- THE PROBLEM:
Every record below should be printed exactly as given.

● ● ● ● ● ● ●

//! テーブル行の型定義
//!
//! 行データはサーバー側でレンダリングされたテーブルから読み取る。
//! クライアント側に独立した行ストアは持たない。

use serde::{Deserialize, Serialize};

/// エラー行のカテゴリ名
pub const ERROR_CATEGORY: &str = "エラー";

/// テーブルの1行
#[derive(Debug, Clone, Default, PartialEq, Eq, Serialize, Deserialize)]
#[serde(rename_all = "camelCase", default)]
pub struct Row {
    pub id: String,

    /// 表示用日時（`YYYY年MM月DD日 HH時MM分`）
    pub datetime: String,

    pub option: String,

    /// `data-category` 属性
    pub category: String,

    /// `data-device` 属性
    pub device: String,

    pub file_path: String,

    /// 日付列のテキスト（`YYYY-MM-DD` または `YYYY/MM/DD`）
    pub date: String,
}

impl Row {
    /// セル列（id, 日時, オプション, カテゴリ, パス, 日付）から行を組み立てる
    ///
    /// 足りないセルは空文字になる
    pub fn from_cells(cells: &[String], device: &str, category: &str) -> Self {
        let cell = |i: usize| cells.get(i).map(|s| s.trim().to_string()).unwrap_or_default();
        Self {
            id: cell(0),
            datetime: cell(1),
            option: cell(2),
            category: if category.is_empty() { cell(3) } else { category.to_string() },
            device: device.to_string(),
            file_path: cell(4),
            date: cell(5),
        }
    }

    pub fn is_error(&self) -> bool {
        self.category == ERROR_CATEGORY
    }
}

● ● ● ● ● ● ●

- ANSWER SECTION:
//! テーブル行の型定義
//!
//! 行データはサーバー側でレンダリングされたテーブルから読み取る。
//! クライアント側に独立した行ストアは持たない。

use serde::{Deserialize, Serialize};

/// エラー行のカテゴリ名
pub const ERROR_CATEGORY: &str = "エラー";

/// テーブルの1行
#[derive(Debug, Clone, Default, PartialEq, Eq, Serialize, Deserialize)]
#[serde(rename_all = "camelCase", default)]
pub struct Row {
    pub id: String,

    /// 表示用日時（`YYYY年MM月DD日 HH時MM分`）
    pub datetime: String,

    pub option: String,

    /// `data-category` 属性
    pub category: String,

    /// `data-device` 属性
    pub device: String,

    pub file_path: String,

    /// 日付列のテキスト（`YYYY-MM-DD` または `YYYY/MM/DD`）
    pub date: String,
}

impl Row {
    /// セル列（id, 日時, オプション, カテゴリ, パス, 日付）から行を組み立てる
    ///
    /// 足りないセルは空文字になる
    pub fn from_cells(cells: &[String], device: &str, category: &str) -> Self {
        let cell = |i: usize| cells.get(i).map(|s| s.trim().to_string()).unwrap_or_default();
        Self {
            id: cell(0),
            datetime: cell(1),
            option: cell(2),
            category: if category.is_empty() { cell(3) } else { category.to_string() },
            device: device.to_string(),
            file_path: cell(4),
            date: cell(5),
        }
    }

    pub fn is_error(&self) -> bool {
        self.category == ERROR_CATEGORY
    }
}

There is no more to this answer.